Big thanks to Connie May Fowler for sending me this book! How Clarissa Burden Learned to Fly is available April 2, 2010.


Melody said...

Sounds very intriguing to me! I'll have to keep a look out for this book! Thanks for the review, Trish! (Miss ya!) :)

Melissa (Betty and Boo's Mommy) said...

Intriguing sounding book! It does sound like perhaps Fowler was influenced by Woolf ... the choice of the main character's name would definitely suggest that as well as the stream-of-conscientiousness type of narrative.

I love the cover, too!

Amanda said...

Interesting that you say it reminded you of Mrs. Dalloway - since they have the same name and all. If she WAS influenced by Woolf, it makes you wonder if she named Clarissa like that on purpose.

Huh...I always wonder about symbolic-naming choices like "Burden."

Veens said...

I think I would love to give this one a try! Sounds like a great book!

I seriously find it sad, that women put up with so much in there short lives... poor things.

bermudaonion said...

This sounds like a book I would enjoy since I love character driven novels! I can't wait to read it now.

Trish said...

*Melody - I hope you find it worthwhile. It's not a very long book. And miss you, too, Melody!

*Melissa - I read this book about a month ago and so when I was writing up my review I didn't make the connection between the names Clarissa. How silly is that! :P But definitely something to think about!

*Amanda - See above about the name Clarissa. Can't believe I didn't catch that! But I do think that the name "Burden" also has a lot of weight. It's an interesting book when you start looking deep into it.

*Veens - It IS sad that women put up with so much but I think it's all too easy for people to make excuses for other people or place the blame back on themselves. PS--cute avatar little mommy to be. :)

*Bermuda - Do you have this one already? It took a bit for me to get into it but Fowler does a great job of drawing Clarissa. Very interesting book--hope you like!

Missy B. said...

Trish: You need to read Connie May Fowler's memoir When Katie Wakes. I promise you that you will love it. I can't wait to read her new sounds like it may be loosely based on her memoir. :)
Have a great week!

Trisha said...

I tend to struggle with stream of consciousness writing, but I do love character-driven novels, so I'll have to give this one a try! Thanks for the review.

Vivienne said...

Firstly can I say how lovely it is to see you back on here blogging. You have been missed and I hope you enjoyed your break.

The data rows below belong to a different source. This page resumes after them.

//! Utility modules

pub mod filters;

pub use filters::select_modules;
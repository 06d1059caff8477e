//! The submodule record type

use std::path::{Path, PathBuf};

/// A single registered submodule of the parent repository
///
/// Records are created once per invocation from the `.gitmodules`
/// snapshot and never mutated afterwards. The collection ordering
/// follows registry read order and is observable in status output.
#[derive(Debug, Clone, PartialEq, Eq)]
pub struct Submodule {
    /// Unique name derived from the registry section key
    pub name: String,
    /// Absolute path to the submodule working tree
    pub path: PathBuf,
    /// Path relative to the parent repository root, as declared
    pub rel_path: PathBuf,
}

impl Submodule {
    pub fn new(name: String, path: PathBuf, rel_path: PathBuf) -> Self {
        Self {
            name,
            path,
            rel_path,
        }
    }

    /// Absolute working tree path as a displayable string
    pub fn path_display(&self) -> std::path::Display<'_> {
        self.path.display()
    }

    /// Whether the submodule directory exists on disk
    pub fn exists(&self) -> bool {
        self.path.is_dir()
    }

    /// Relative path as declared in the registry
    pub fn rel_path(&self) -> &Path {
        &self.rel_path
    }
}
//! Git operations using system git commands for maximum compatibility
//!
//! This module is organized into sub-modules for the different workflow
//! steps:
//!
//! - [`status`]: working-tree inspection
//!   - `status_lines()` - porcelain status of one module
//!   - `current_branch()` - branch name, `None` when detached
//!   - `changed_submodules()` - dirty subset of a selection
//!
//! - [`branch`]: feature-branch reconciliation
//!   - `ensure_branch()` - idempotent create-or-checkout
//!   - `push_branch()` - publish a branch to a remote
//!
//! - [`merge_request`]: hosting-CLI dispatch (`glab`/`gh`)
//!
//! - [`stage`]: submodule pointer staging in the parent index
//!
//! - [`common`]: shared subprocess helpers and the `Logger`

pub mod branch;
pub mod common;
pub mod merge_request;
pub mod stage;
pub mod status;

pub use branch::{ensure_branch, push_branch};
pub use common::{Logger, set_verbose};
pub use merge_request::{MrOptions, MrOutcome, MrTool, create_merge_request, detect_mr_tool};
pub use stage::stage_submodule;
pub use status::{changed_submodules, current_branch, has_changes, status_lines};
//! Submods - A CLI tool for coordinating feature work across git submodules

pub mod commands;
pub mod constants;
pub mod git;
pub mod registry;
pub mod utils;

pub type Result<T> = anyhow::Result<T>;

// Re-export commonly used types
pub use commands::{Command, CommandContext};
pub use registry::Submodule;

I haven't heard of Fowler, but I will definitely look this author up as the book sounds brilliant.

Rae said...

This sounds like my kind of book! I'll have to put it on my list. :)

samantha.1020 said...

You don't know excited I was to see this review. It has been awhile since we heard from you ;) I hope you've been well and that we will continue to see you around. I'm joining both of your challenges BTW but I haven't posted about them yet. I'm a bit behind.

Trish said...

*Missy B - Wow--I had no idea Fowler had a memoir but I'll definitely need to check it out. Since this book takes place in Florida and is about a writer, I wondered how much of Clarissa was part of Connie May.

*Trisha - And I don't even know if stream-of-consciousness is the right term to describe this one but it did feel a little jumpy at the beginning. Very internal, though, which is why it's such a great character-driven book.

*Vivienne - I sent you a quick email--hope you don't mind. And this was a good one if you can get your hands on it!

*Rae - LOL--I hope you don't love me any less when you see my crazy bookshelves in a few weeks. Eeee! Can't wait to see you!

*Samantha - Sent you an email. :) And glad you'll be joining the challenges!!!

S. Krishna said...

I definitely want to read this one, so I'm glad you enjoyed it. Thanks for the review!

Trish said...

*S Krishna - Hope you enjoy it, too!

Anna said...

I just got this from LibraryThing and I can't wait to read it. I enjoy character-driven novels, and I'm glad to see you liked it.